- Artist: John Luttropp
- Year: 1988
- Type: concrete, brick, neon, plexiglass
- Location: Milwaukee, Wisconsin; 43°01′43″N 88°01′01″W﻿ / ﻿43.02861°N 88.017009°W;
- Owner: City of Milwaukee

= Fire and Water (sculpture) =

Artwork by John Luttropp

Fire and Water is a public art work by American artist John Luttropp, located on the southwest side of Milwaukee, Wisconsin. The multi-element architectural sculpture was created for the entrance of the Milwaukee Fire Department Engine Company #25 station. It is located at 300 S. 84th St.

==Description==
The sculpture includes two primary elements: a pair of neon-topped tapering concrete walls flanking the entry sidewalk, and a wall-mounted neon sign displaying the number 25 in a stylized font. During the day, the neon is not lit.
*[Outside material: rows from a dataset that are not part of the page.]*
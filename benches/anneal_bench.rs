//! Criterion benchmarks for the annealing loop.
//!
//! Uses synthetic problems (Sphere function, adjacent inversions) to
//! measure loop overhead independent of any domain.

use criterion::{black_box, criterion_group, criterion_main, BenchmarkId, Criterion};
use u_anneal::sa::{AnnealConfig, Annealer, CoolingSchedule, Mode};

fn sphere(x: &[f64]) -> f64 {
    x.iter().map(|v| v * v).sum()
}

fn inversions(s: &[usize]) -> f64 {
    s.windows(2).filter(|w| w[0] > w[1]).count() as f64
}

fn bench_continuous(c: &mut Criterion) {
    let mut group = c.benchmark_group("continuous_sphere");
    for &dim in &[2usize, 10, 50] {
        let x0 = vec![1.0; dim];
        let config = AnnealConfig::default()
            .with_step_max(2000)
            .with_temperatures(0.0, 1.0)
            .with_damping(0.5)
            .with_seed(42);

        group.bench_with_input(BenchmarkId::from_parameter(dim), &x0, |b, x0| {
            b.iter(|| Annealer::minimize(sphere, black_box(x0), &config))
        });
    }
    group.finish();
}

fn bench_schedules(c: &mut Criterion) {
    let mut group = c.benchmark_group("schedules");
    let x0 = vec![1.0; 10];
    for cooling in [
        CoolingSchedule::Linear,
        CoolingSchedule::Exponential,
        CoolingSchedule::Logarithmic,
        CoolingSchedule::Quadratic,
    ] {
        let config = AnnealConfig::default()
            .with_cooling(cooling)
            .with_alpha(0.999)
            .with_step_max(2000)
            .with_seed(7);

        group.bench_function(cooling.name(), |b| {
            b.iter(|| Annealer::minimize(sphere, black_box(&x0), &config))
        });
    }
    group.finish();
}

fn bench_combinatorial(c: &mut Criterion) {
    let mut group = c.benchmark_group("combinatorial_inversions");
    for &n in &[10usize, 100] {
        let x0: Vec<usize> = (0..n).rev().collect();
        let config = AnnealConfig::default()
            .with_mode(Mode::Combinatorial)
            .with_step_max(5000)
            .with_temperatures(0.0, 2.0)
            .with_seed(42);

        group.bench_with_input(BenchmarkId::from_parameter(n), &x0, |b, x0| {
            b.iter(|| Annealer::minimize_sequence(inversions, black_box(x0), &config))
        });
    }
    group.finish();
}

criterion_group!(
    benches,
    bench_continuous,
    bench_schedules,
    bench_combinatorial
);
criterion_main!(benches);
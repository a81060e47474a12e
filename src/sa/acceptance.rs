//! Metropolis acceptance with a saturating exponential.

/// `exp(x)`, or `0.0` when the result would overflow or `x` is NaN.
///
/// An overflowing exponent yields probability zero rather than infinity.
/// This keeps a long search running under pathological `T`/`dE`
/// combinations; the proposal can still be recorded as the best state.
pub fn saturating_exp(x: f64) -> f64 {
    if x.is_nan() {
        return 0.0;
    }
    let y = x.exp();
    if y.is_infinite() {
        0.0
    } else {
        y
    }
}

/// Probability of moving from energy `current` to `proposed` at `temperature`.
///
/// Equal to `exp(-(proposed - current) / temperature)`, unclamped: any
/// value >= 1 means the move is always taken. Non-positive temperatures
/// give zero.
pub fn acceptance_probability(current: f64, proposed: f64, temperature: f64) -> f64 {
    if temperature <= 0.0 || temperature.is_nan() {
        return 0.0;
    }
    saturating_exp(-(proposed - current) / temperature)
}
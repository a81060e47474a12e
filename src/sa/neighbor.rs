//! Neighbor proposals for continuous and combinatorial states.

use rand::Rng;

use super::config::Bounds;

/// Perturbs every coordinate by `(u - 0.5) * damping`, `u ~ U[0, 1)`,
/// then clips each coordinate into its bounds when any are given.
///
/// `bounds` is either empty or has one entry per coordinate.
pub fn perturb<R: Rng>(state: &[f64], damping: f64, bounds: &[Bounds], rng: &mut R) -> Vec<f64> {
    let mut neighbor: Vec<f64> = state
        .iter()
        .map(|x| x + (rng.random::<f64>() - 0.5) * damping)
        .collect();

    if !bounds.is_empty() {
        for (x, b) in neighbor.iter_mut().zip(bounds) {
            *x = b.clip(*x);
        }
    }
    neighbor
}

/// Swaps two positions drawn independently and uniformly.
///
/// Both positions may coincide, in which case the neighbor equals `state`.
pub fn swap<T: Clone, R: Rng>(state: &[T], rng: &mut R) -> Vec<T> {
    let mut neighbor = state.to_vec();
    if neighbor.is_empty() {
        return neighbor;
    }
    let p0 = rng.random_range(0..neighbor.len());
    let p1 = rng.random_range(0..neighbor.len());
    neighbor.swap(p0, p1);
    neighbor
}

#[cfg(test)]
mod tests {
    use super::*;
    use rand::rngs::StdRng;
    use rand::SeedableRng;

    #[test]
    fn test_perturb_stays_within_half_damping() {
        let mut rng = StdRng::seed_from_u64(42);
        let state = vec![1.0, -2.0, 3.5];
        for _ in 0..1000 {
            let n = perturb(&state, 0.2, &[], &mut rng);
            assert_eq!(n.len(), state.len());
            for (a, b) in n.iter().zip(&state) {
                assert!((a - b).abs() <= 0.1 + 1e-12);
            }
        }
    }

    #[test]
    fn test_perturb_zero_damping_is_identity() {
        let mut rng = StdRng::seed_from_u64(1);
        let state = vec![0.25, 0.5];
        assert_eq!(perturb(&state, 0.0, &[], &mut rng), state);
    }

    #[test]
    fn test_perturb_clips_into_bounds() {
        let mut rng = StdRng::seed_from_u64(7);
        let bounds = vec![Bounds::new(0.0, 0.0), Bounds::new(-1.0, 1.0)];
        let state = vec![0.0, 1.0];
        for _ in 0..500 {
            let n = perturb(&state, 10.0, &bounds, &mut rng);
            assert_eq!(n[0], 0.0);
            assert!(bounds[1].contains(n[1]));
        }
    }

    #[test]
    fn test_swap_preserves_multiset() {
        let mut rng = StdRng::seed_from_u64(3);
        let state = vec!['a', 'b', 'b', 'c', 'd'];
        let mut sorted = state.clone();
        sorted.sort_unstable();
        for _ in 0..500 {
            let mut n = swap(&state, &mut rng);
            let differing = n.iter().zip(&state).filter(|(x, y)| x != y).count();
            assert!(differing == 0 || differing == 2);
            n.sort_unstable();
            assert_eq!(n, sorted);
        }
    }

    #[test]
    fn test_swap_allows_self_swap() {
        let mut rng = StdRng::seed_from_u64(11);
        let state = vec![1, 2];
        let unchanged = (0..1000).filter(|_| swap(&state, &mut rng) == state).count();
        // P(p0 == p1) = 1/2 for two positions.
        assert!(unchanged > 350 && unchanged < 650, "got {unchanged}");
    }

    #[test]
    fn test_swap_single_element() {
        let mut rng = StdRng::seed_from_u64(0);
        assert_eq!(swap(&[9], &mut rng), vec![9]);
    }
}
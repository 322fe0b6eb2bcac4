//! Surface configuration
//!
//! TOML-backed settings for which card to open and how to pick outputs.

use crate::card::DRI_DIR;
use serde::{Deserialize, Serialize};
use std::path::{Path, PathBuf};
use thiserror::Error;

#[derive(Debug, Error)]
pub enum ConfigError {
    #[error("Configuration file not found: {0}")]
    NotFound(PathBuf),

    #[error("Invalid configuration: {0}")]
    Invalid(String),

    #[error("IO error: {0}")]
    Io(#[from] std::io::Error),

    #[error("TOML parse error: {0}")]
    TomlParse(#[from] toml::de::Error),

    #[error("TOML serialize error: {0}")]
    TomlSerialize(#[from] toml::ser::Error),
}

/// System-wide configuration directory
pub const CONFIG_DIR: &str = "/etc/drm-surface";

/// Environment variable overriding the configured card index
pub const CARD_ENV: &str = "DRM_SURFACE_CARD";

#[derive(Debug, Clone, PartialEq, Eq, Serialize, Deserialize)]
pub struct SurfaceConfig {
    /// Card index N in `<dri_dir>/cardN`
    #[serde(default)]
    pub card: u32,

    #[serde(default = "default_dri_dir")]
    pub dri_dir: PathBuf,

    /// Only drive connectors that report a connected sink
    #[serde(default = "default_require_connected")]
    pub require_connected: bool,
}

fn default_dri_dir() -> PathBuf {
    PathBuf::from(DRI_DIR)
}

fn default_require_connected() -> bool {
    true
}

impl Default for SurfaceConfig {
    fn default() -> Self {
        Self {
            card: 0,
            dri_dir: default_dri_dir(),
            require_connected: default_require_connected(),
        }
    }
}

impl SurfaceConfig {
    /// Load configuration from a file
    pub fn load(path: &Path) -> Result<Self, ConfigError> {
        if !path.exists() {
            return Err(ConfigError::NotFound(path.to_path_buf()));
        }
        let contents = std::fs::read_to_string(path)?;
        let config: Self = toml::from_str(&contents)?;
        Ok(config)
    }

    /// Load from the user file, then the system file, else defaults; the
    /// card index can then be overridden through [`CARD_ENV`].
    pub fn load_default() -> Result<Self, ConfigError> {
        let mut config = Self::default_paths()
            .into_iter()
            .find(|path| path.exists())
            .map(|path| Self::load(&path))
            .transpose()?
            .unwrap_or_else(|| {
                tracing::debug!("No configuration file found, using defaults");
                Self::default()
            });

        if let Ok(value) = std::env::var(CARD_ENV) {
            config.apply_card_override(&value)?;
        }

        Ok(config)
    }

    /// Candidate configuration files, most specific first
    pub fn default_paths() -> Vec<PathBuf> {
        let mut paths = Vec::new();

        let user_dir = std::env::var_os("XDG_CONFIG_HOME")
            .map(PathBuf::from)
            .or_else(|| std::env::var_os("HOME").map(|home| PathBuf::from(home).join(".config")));
        if let Some(dir) = user_dir {
            paths.push(dir.join("drm-surface").join("config.toml"));
        }

        paths.push(Path::new(CONFIG_DIR).join("config.toml"));
        paths
    }

    /// Save configuration to a file
    pub fn save(&self, path: &Path) -> Result<(), ConfigError> {
        let contents = toml::to_string_pretty(self)?;

        if let Some(parent) = path.parent() {
            std::fs::create_dir_all(parent)?;
        }

        std::fs::write(path, contents)?;
        tracing::info!("Configuration saved to {}", path.display());
        Ok(())
    }

    /// Parse and apply a card index given as text
    pub fn apply_card_override(&mut self, value: &str) -> Result<(), ConfigError> {
        self.card = value.trim().parse().map_err(|_| {
            ConfigError::Invalid(format!("{} must be a card index, got {:?}", CARD_ENV, value))
        })?;
        Ok(())
    }

    /// Device node for the configured card
    pub fn device_path(&self) -> PathBuf {
        self.dri_dir.join(format!("card{}", self.card))
    }
}

#[cfg(test)]
mod tests {
    use super::*;
    use std::io::Write;
    use tempfile::{NamedTempFile, TempDir};

    #[test]
    fn test_default_config() {
        let config = SurfaceConfig::default();
        assert_eq!(config.card, 0);
        assert!(config.require_connected);
        assert_eq!(config.device_path(), PathBuf::from("/dev/dri/card0"));
    }

    #[test]
    fn test_load_partial_config() {
        let mut temp_file = NamedTempFile::new().unwrap();
        writeln!(temp_file, "card = 2").unwrap();

        let config = SurfaceConfig::load(temp_file.path()).unwrap();
        assert_eq!(config.card, 2);
        assert_eq!(config.dri_dir, PathBuf::from("/dev/dri"));
        assert!(config.require_connected);
        assert_eq!(config.device_path(), PathBuf::from("/dev/dri/card2"));
    }

    #[test]
    fn test_load_full_config() {
        let mut temp_file = NamedTempFile::new().unwrap();
        let config_content = r#"
card = 1
dri_dir = "/tmp/dri"
require_connected = false
"#;
        write!(temp_file, "{}", config_content).unwrap();

        let config = SurfaceConfig::load(temp_file.path()).unwrap();
        assert_eq!(config.device_path(), PathBuf::from("/tmp/dri/card1"));
        assert!(!config.require_connected);
    }

    #[test]
    fn test_load_missing_file() {
        let err = SurfaceConfig::load(Path::new("/nonexistent/config.toml")).unwrap_err();
        assert!(matches!(err, ConfigError::NotFound(_)));
    }

    #[test]
    fn test_load_invalid_toml() {
        let mut temp_file = NamedTempFile::new().unwrap();
        writeln!(temp_file, "card = \"zero\"").unwrap();

        let err = SurfaceConfig::load(temp_file.path()).unwrap_err();
        assert!(matches!(err, ConfigError::TomlParse(_)));
    }

    #[test]
    fn test_save_and_reload() {
        let temp_dir = TempDir::new().unwrap();
        let path = temp_dir.path().join("nested").join("config.toml");

        let config = SurfaceConfig {
            card: 3,
            require_connected: false,
            ..SurfaceConfig::default()
        };
        config.save(&path).unwrap();

        assert_eq!(SurfaceConfig::load(&path).unwrap(), config);
    }

    #[test]
    fn test_card_override() {
        let mut config = SurfaceConfig::default();
        config.apply_card_override(" 4 ").unwrap();
        assert_eq!(config.card, 4);

        let err = config.apply_card_override("four").unwrap_err();
        assert!(format!("{}", err).contains(CARD_ENV));
        assert_eq!(config.card, 4);
    }

    #[test]
    fn test_default_paths_end_with_system_config() {
        let paths = SurfaceConfig::default_paths();
        assert_eq!(
            paths.last(),
            Some(&PathBuf::from("/etc/drm-surface/config.toml"))
        );
    }
}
At night, the entry numbers glow red, and the tops of the tapering wall glow blue. According to the Smithsonian Institution's Save Outdoor Sculpture! survey, the red neon symbolizes fire and the blue neon symbolizes water spray from fire hoses.

==Historical information==
The City of Milwaukee commissioned the work for $9,000 and it was greeted with some criticism. The Milwaukee Sentinel compared the neon look to a fast food restaurant and quoted hesitant firefighters based at the station.